Re: Is it still Aikido if you take away the Japanese clothes, etiquette and other things?
The dress (and etiquette) of Aikido is just part of the ritual. According to the adage, dreams are how our unconscious mind speaks to the conscious; ritual is how the conscious mind speaks back. As humans, we create ritual around everything we do that matters to us. As Zen master John Daido Loori used to say, there's ritual to everything, even a baseball game.

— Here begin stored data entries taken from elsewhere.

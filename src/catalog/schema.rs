//! Table schemas
//!
//! A schema is an ordered column list plus the designated single-column
//! primary key. Schemas are immutable after CREATE TABLE and persist in
//! `SYSTEM.TABLES` as the serde_json `schema_json` column.

use serde::{Deserialize, Serialize};

use crate::error::{LodeError, Result};
use crate::value::DataType;

/// One column: name (case-sensitive as written) and fixed type
#[derive(Debug, Clone, PartialEq, Eq, Serialize, Deserialize)]
pub struct Column {
    pub name: String,
    #[serde(rename = "type")]
    pub data_type: DataType,
}

/// Ordered column list + primary key column
#[derive(Debug, Clone, PartialEq, Eq, Serialize, Deserialize)]
pub struct Schema {
    pub columns: Vec<Column>,
    pub primary_key: String,
}

impl Schema {
    /// Validate and build: the pk must be a declared column and column
    /// names must be unique
    pub fn new(columns: Vec<Column>, primary_key: String) -> Result<Self> {
        for (i, col) in columns.iter().enumerate() {
            if columns[..i].iter().any(|c| c.name == col.name) {
                return Err(LodeError::Schema(format!(
                    "duplicate column \"{}\"",
                    col.name
                )));
            }
        }
        if !columns.iter().any(|c| c.name == primary_key) {
            return Err(LodeError::Schema(format!(
                "primary key \"{}\" is not a declared column",
                primary_key
            )));
        }
        Ok(Self {
            columns,
            primary_key,
        })
    }

    pub fn column(&self, name: &str) -> Option<&Column> {
        self.columns.iter().find(|c| c.name == name)
    }

    /// Type of the primary key column
    pub fn pk_type(&self) -> DataType {
        // The constructor guarantees the pk column exists
        self.columns
            .iter()
            .find(|c| c.name == self.primary_key)
            .map(|c| c.data_type)
            .unwrap_or(DataType::Varchar)
    }

    pub fn column_names(&self) -> Vec<String> {
        self.columns.iter().map(|c| c.name.clone()).collect()
    }

    pub fn to_json(&self) -> Result<String> {
        serde_json::to_string(self).map_err(|e| LodeError::Internal(e.to_string()))
    }

    pub fn from_json(raw: &str) -> Result<Self> {
        serde_json::from_str(raw)
            .map_err(|e| LodeError::Corrupt(format!("bad schema_json: {}", e)))
    }

    /// Reconstructed DDL text for SHOW CREATE TABLE
    pub fn create_statement(&self, keyspace: &str, table: &str) -> String {
        let cols: Vec<String> = self
            .columns
            .iter()
            .map(|c| format!("{} {}", c.name, c.data_type.name()))
            .collect();
        format!(
            "CREATE TABLE {}.{} ({}, PRIMARY KEY ({}));",
            keyspace,
            table,
            cols.join(", "),
            self.primary_key
        )
    }
}
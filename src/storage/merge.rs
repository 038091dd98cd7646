//! Merge iterator across the memtable and N SSTables
//!
//! Produces `(pk, row)` pairs in the requested direction. When the same pk
//! appears in multiple sources, only the freshest wins: the memtable has
//! rank 0, then SSTables newest to oldest. Tombstones shadow older
//! versions and are filtered from the output.

use std::cmp::Ordering;
use std::collections::BinaryHeap;

use crate::error::Result;
use crate::memtable::RowEntry;
use crate::value::{Row, Value};

/// One source's pending entry, used for heap-based merge ordering
struct HeapItem {
    pk: Value,
    /// Freshness rank: 0 = memtable, then SSTables newest first
    rank: usize,
    entry: RowEntry,
    descending: bool,
}

impl PartialEq for HeapItem {
    fn eq(&self, other: &Self) -> bool {
        self.pk == other.pk && self.rank == other.rank
    }
}

impl Eq for HeapItem {}

impl PartialOrd for HeapItem {
    fn partial_cmp(&self, other: &Self) -> Option<Ordering> {
        Some(self.cmp(other))
    }
}

impl Ord for HeapItem {
    fn cmp(&self, other: &Self) -> Ordering {
        // BinaryHeap is a max-heap: reverse the pk comparison for ascending
        // scans. On pk ties the lower rank (fresher source) pops first.
        let by_pk = if self.descending {
            self.pk.cmp(&other.pk)
        } else {
            other.pk.cmp(&self.pk)
        };
        by_pk.then_with(|| other.rank.cmp(&self.rank))
    }
}

type Source<'a> = Box<dyn Iterator<Item = Result<(Value, RowEntry)>> + 'a>;

/// K-way merge of pre-sorted sources, freshest-source-wins per pk
pub struct MergeIterator<'a> {
    sources: Vec<Source<'a>>,
    heap: BinaryHeap<HeapItem>,
    descending: bool,
    last_pk: Option<Value>,
}

impl<'a> MergeIterator<'a> {
    /// `sources` must be ordered freshest first and each sorted in the
    /// scan direction
    pub fn new(sources: Vec<Source<'a>>, descending: bool) -> Result<Self> {
        let mut merge = Self {
            sources,
            heap: BinaryHeap::new(),
            descending,
            last_pk: None,
        };
        for rank in 0..merge.sources.len() {
            merge.advance(rank)?;
        }
        Ok(merge)
    }

    fn advance(&mut self, rank: usize) -> Result<()> {
        if let Some(item) = self.sources[rank].next() {
            let (pk, entry) = item?;
            self.heap.push(HeapItem {
                pk,
                rank,
                entry,
                descending: self.descending,
            });
        }
        Ok(())
    }

    /// Next live row, or `None` when all sources are exhausted
    pub fn next_row(&mut self) -> Result<Option<(Value, Row)>> {
        while let Some(item) = self.heap.pop() {
            self.advance(item.rank)?;

            // Shadowed older version of a pk we already emitted or decided on
            if self.last_pk.as_ref() == Some(&item.pk) {
                continue;
            }
            self.last_pk = Some(item.pk.clone());

            match item.entry {
                RowEntry::Row(row) => return Ok(Some((item.pk, row))),
                RowEntry::Tombstone => continue,
            }
        }
        Ok(None)
    }
}
//! Tagged binary record codec
//!
//! One record format is shared by the WAL and the SSTable body:
//!
//! ```text
//! record   := varuint(len) body
//! body     := u8(kind) pk_value [varuint(column_count) { column }]
//! column   := varuint(name_len) name_bytes value
//! value    := u8(tag) payload
//! tag      := 0 NULL | 1 INT64 | 2 VARCHAR | 3 BOOL | 4 DATE | 5 TIMESTAMP | 6 BINARY
//! ```
//!
//! `kind` 0 is a PUT (columns follow), `kind` 1 a DELETE (pk only).
//! Varuints are LEB128. There are no checksums: the length framing plus
//! whole-record discipline is the integrity mechanism, and a record that
//! does not fully decode is treated as a torn tail by the WAL reader.

use bytes::{Buf, BufMut};

use crate::error::{LodeError, Result};
use crate::value::{self, Row, Value};

/// Record kind byte: a live row
pub const KIND_PUT: u8 = 0;
/// Record kind byte: a tombstone
pub const KIND_DELETE: u8 = 1;

const TAG_NULL: u8 = 0;
const TAG_INT64: u8 = 1;
const TAG_VARCHAR: u8 = 2;
const TAG_BOOL: u8 = 3;
const TAG_DATE: u8 = 4;
const TAG_TIMESTAMP: u8 = 5;
const TAG_BINARY: u8 = 6;

/// Upper bound on any framed length; anything larger is corruption
const MAX_RECORD_LEN: u64 = 1 << 30;

/// A durable mutation: the unit stored in the WAL and in SSTable bodies
#[derive(Debug, Clone, PartialEq)]
pub enum Record {
    Put { pk: Value, row: Row },
    Delete { pk: Value },
}

impl Record {
    pub fn pk(&self) -> &Value {
        match self {
            Record::Put { pk, .. } => pk,
            Record::Delete { pk } => pk,
        }
    }

    /// Encode as a length-framed record
    pub fn encode(&self) -> Vec<u8> {
        let mut body = Vec::with_capacity(64);
        match self {
            Record::Put { pk, row } => {
                body.put_u8(KIND_PUT);
                put_value(&mut body, pk);
                put_varuint(&mut body, row.len() as u64);
                for (name, val) in row {
                    put_varuint(&mut body, name.len() as u64);
                    body.put_slice(name.as_bytes());
                    put_value(&mut body, val);
                }
            }
            Record::Delete { pk } => {
                body.put_u8(KIND_DELETE);
                put_value(&mut body, pk);
            }
        }
        let mut framed = Vec::with_capacity(body.len() + 4);
        put_varuint(&mut framed, body.len() as u64);
        framed.extend_from_slice(&body);
        framed
    }

    /// Decode one length-framed record, advancing `buf` past it
    pub fn decode(buf: &mut &[u8]) -> Result<Record> {
        let len = get_varuint(buf)?;
        if len > MAX_RECORD_LEN {
            return Err(corrupt("record length out of range"));
        }
        if (buf.len() as u64) < len {
            return Err(corrupt("record body shorter than framed length"));
        }
        let (mut body, rest) = buf.split_at(len as usize);
        *buf = rest;

        let kind = get_u8(&mut body)?;
        let pk = get_value(&mut body)?;
        let record = match kind {
            KIND_PUT => {
                let count = get_varuint(&mut body)?;
                let mut row = Row::new();
                for _ in 0..count {
                    let name_len = get_varuint(&mut body)? as usize;
                    if body.len() < name_len {
                        return Err(corrupt("column name truncated"));
                    }
                    let name = std::str::from_utf8(&body[..name_len])
                        .map_err(|_| corrupt("column name is not UTF-8"))?
                        .to_string();
                    body.advance(name_len);
                    let val = get_value(&mut body)?;
                    row.insert(name, val);
                }
                Record::Put { pk, row }
            }
            KIND_DELETE => Record::Delete { pk },
            other => return Err(corrupt(&format!("unknown record kind {}", other))),
        };
        if !body.is_empty() {
            return Err(corrupt("trailing bytes in record body"));
        }
        Ok(record)
    }
}

// =============================================================================
// Value encoding
// =============================================================================

pub fn put_value(buf: &mut Vec<u8>, value: &Value) {
    match value {
        Value::Null => buf.put_u8(TAG_NULL),
        Value::Int(n) => {
            buf.put_u8(TAG_INT64);
            buf.put_i64_le(*n);
        }
        Value::Varchar(s) => {
            buf.put_u8(TAG_VARCHAR);
            put_varuint(buf, s.len() as u64);
            buf.put_slice(s.as_bytes());
        }
        Value::Bool(b) => {
            buf.put_u8(TAG_BOOL);
            buf.put_u8(u8::from(*b));
        }
        Value::Date(d) => {
            buf.put_u8(TAG_DATE);
            buf.put_i32_le(value::date_to_days(d));
        }
        Value::Timestamp(t) => {
            buf.put_u8(TAG_TIMESTAMP);
            buf.put_i64_le(value::timestamp_to_millis(t));
        }
        Value::Binary(b) => {
            buf.put_u8(TAG_BINARY);
            put_varuint(buf, b.len() as u64);
            buf.put_slice(b);
        }
    }
}

pub fn get_value(buf: &mut &[u8]) -> Result<Value> {
    let tag = get_u8(buf)?;
    match tag {
        TAG_NULL => Ok(Value::Null),
        TAG_INT64 => Ok(Value::Int(get_i64_le(buf)?)),
        TAG_VARCHAR => {
            let len = get_varuint(buf)? as usize;
            if buf.len() < len {
                return Err(corrupt("varchar payload truncated"));
            }
            let s = std::str::from_utf8(&buf[..len])
                .map_err(|_| corrupt("varchar payload is not UTF-8"))?
                .to_string();
            buf.advance(len);
            Ok(Value::Varchar(s))
        }
        TAG_BOOL => match get_u8(buf)? {
            0 => Ok(Value::Bool(false)),
            1 => Ok(Value::Bool(true)),
            other => Err(corrupt(&format!("invalid bool payload {}", other))),
        },
        TAG_DATE => {
            if buf.len() < 4 {
                return Err(corrupt("date payload truncated"));
            }
            let days = buf.get_i32_le();
            value::date_from_days(days)
                .map(Value::Date)
                .ok_or_else(|| corrupt("date payload out of range"))
        }
        TAG_TIMESTAMP => {
            let millis = get_i64_le(buf)?;
            value::timestamp_from_millis(millis)
                .map(Value::Timestamp)
                .ok_or_else(|| corrupt("timestamp payload out of range"))
        }
        TAG_BINARY => {
            let len = get_varuint(buf)? as usize;
            if buf.len() < len {
                return Err(corrupt("binary payload truncated"));
            }
            let bytes = buf[..len].to_vec();
            buf.advance(len);
            Ok(Value::Binary(bytes))
        }
        other => Err(corrupt(&format!("unknown value tag {}", other))),
    }
}

// =============================================================================
// Primitives
// =============================================================================

/// LEB128 unsigned
pub fn put_varuint(buf: &mut Vec<u8>, mut v: u64) {
    loop {
        let byte = (v & 0x7f) as u8;
        v >>= 7;
        if v == 0 {
            buf.put_u8(byte);
            return;
        }
        buf.put_u8(byte | 0x80);
    }
}

pub fn get_varuint(buf: &mut &[u8]) -> Result<u64> {
    let mut v: u64 = 0;
    let mut shift = 0;
    loop {
        let byte = get_u8(buf)?;
        v |= u64::from(byte & 0x7f) << shift;
        if byte & 0x80 == 0 {
            return Ok(v);
        }
        shift += 7;
        if shift >= 64 {
            return Err(corrupt("varuint too long"));
        }
    }
}

fn get_u8(buf: &mut &[u8]) -> Result<u8> {
    if !buf.has_remaining() {
        return Err(corrupt("unexpected end of record"));
    }
    Ok(buf.get_u8())
}

fn get_i64_le(buf: &mut &[u8]) -> Result<i64> {
    if buf.len() < 8 {
        return Err(corrupt("unexpected end of record"));
    }
    Ok(buf.get_i64_le())
}

fn corrupt(msg: &str) -> LodeError {
    LodeError::Corrupt(msg.to_string())
}
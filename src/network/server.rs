//! TCP Server
//!
//! Accepts connections and hands each to its own handler thread. The
//! accept loop is non-blocking so it can observe the shutdown flag;
//! connections past `maxConnections` are dropped immediately.

use std::net::{SocketAddr, TcpListener};
use std::sync::atomic::{AtomicBool, AtomicUsize, Ordering};
use std::sync::Arc;
use std::thread;
use std::time::Duration;

use tracing::{debug, error, info, warn};

use crate::db::Database;
use crate::error::{LodeError, Result};

use super::Connection;

/// TCP server for LodeDB
pub struct Server {
    db: Arc<Database>,
    listener: TcpListener,
    shutdown: Arc<AtomicBool>,
    active_connections: Arc<AtomicUsize>,
}

impl Server {
    /// Bind the configured address; the listener exists from here on, so
    /// `local_addr` works before `run`
    pub fn bind(db: Arc<Database>) -> Result<Self> {
        let addr = db.config().listen_addr();
        let listener = TcpListener::bind(&addr)
            .map_err(|e| LodeError::Config(format!("cannot bind {}: {}", addr, e)))?;
        listener.set_nonblocking(true)?;

        Ok(Self {
            db,
            listener,
            shutdown: Arc::new(AtomicBool::new(false)),
            active_connections: Arc::new(AtomicUsize::new(0)),
        })
    }

    /// The bound address (useful with port 0)
    pub fn local_addr(&self) -> Result<SocketAddr> {
        Ok(self.listener.local_addr()?)
    }

    /// Flag that stops the accept loop; share it with a signal handler
    pub fn shutdown_handle(&self) -> Arc<AtomicBool> {
        self.shutdown.clone()
    }

    /// Accept loop (blocking); returns after shutdown is signaled and
    /// in-flight connections got a short drain window
    pub fn run(&self) -> Result<()> {
        let max_connections = self.db.config().max_connections;
        info!(addr = %self.local_addr()?, "server accepting connections");

        let mut next_id: u64 = 0;
        while !self.shutdown.load(Ordering::Relaxed) {
            match self.listener.accept() {
                Ok((stream, addr)) => {
                    let current = self.active_connections.load(Ordering::Relaxed);
                    if current >= max_connections {
                        warn!(
                            peer = %addr,
                            current,
                            max = max_connections,
                            "connection limit reached; rejecting"
                        );
                        drop(stream);
                        continue;
                    }

                    next_id += 1;
                    self.spawn_handler(next_id, stream);
                }
                Err(ref e) if e.kind() == std::io::ErrorKind::WouldBlock => {
                    thread::sleep(Duration::from_millis(10));
                }
                Err(e) => {
                    if !self.shutdown.load(Ordering::Relaxed) {
                        error!(error = %e, "accept failed");
                    }
                }
            }
        }

        self.drain();
        Ok(())
    }

    fn spawn_handler(&self, id: u64, stream: std::net::TcpStream) {
        // Handler threads do blocking I/O
        if let Err(e) = stream.set_nonblocking(false) {
            warn!(error = %e, "cannot configure stream");
            return;
        }

        let db = self.db.clone();
        let active = self.active_connections.clone();
        active.fetch_add(1, Ordering::Relaxed);

        let spawned = thread::Builder::new()
            .name(format!("lodedb-conn-{}", id))
            .spawn(move || {
                match Connection::new(stream, db) {
                    Ok(mut conn) => {
                        if let Err(e) = conn.handle() {
                            debug!(peer = conn.peer_addr(), error = %e, "connection ended with error");
                        }
                    }
                    Err(e) => warn!(error = %e, "cannot set up connection"),
                }
                active.fetch_sub(1, Ordering::Relaxed);
            });

        if let Err(e) = spawned {
            error!(error = %e, "cannot spawn connection handler");
            self.active_connections.fetch_sub(1, Ordering::Relaxed);
        }
    }

    /// Give in-flight statements a moment to finish after shutdown
    fn drain(&self) {
        info!("server draining connections");
        for _ in 0..50 {
            if self.active_connections.load(Ordering::Relaxed) == 0 {
                break;
            }
            thread::sleep(Duration::from_millis(10));
        }
        info!("server stopped");
    }

    pub fn active_connections(&self) -> usize {
        self.active_connections.load(Ordering::Relaxed)
    }
}
//! Per-connection session state
//!
//! A small connection-scoped record: the current `USE` keyspace and the
//! authenticated principal. Never stored in any process-wide map; a
//! failed statement leaves it untouched.

/// An authenticated user
#[derive(Debug, Clone)]
pub struct Principal {
    pub username: String,
    pub is_admin: bool,
}

/// Mutable per-connection state
#[derive(Debug, Default)]
pub struct Session {
    /// Current keyspace from `USE`, if any
    pub keyspace: Option<String>,

    /// Authenticated principal, if any
    pub principal: Option<Principal>,
}

impl Session {
    pub fn new() -> Self {
        Self::default()
    }
}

The key aspect of ritual is you don't have to believe it, or mean it, or think it--you just have to do it. The meaning comes from the doing. Every Christmas you can fuss over putting up the snow village--it's a hassle and it never comes out quite right. Then one year you declare you're not going to do it--and your children all tell you it won't be Christmas without the snow village. The meaning was in the doing, not in your attitude towards it.
So in Aikido. It doesn't really matter what you think about the pleats on your hakama or your bow to the shomen--they're part of the ritual you have made of your Aikido (if you use them). They are their own meaning.
But that's *your* Aikido. Or mine, anyway. Saying they define Aikido is like saying if you don't speak with an Arkansas accent, you're not speaking English.
This post brought to you by a Dark & Stormy or two drunk while sitting in the sun on San Francisco's Embarcadero. The poster reserves the right to disavow the contents upon sober reflection.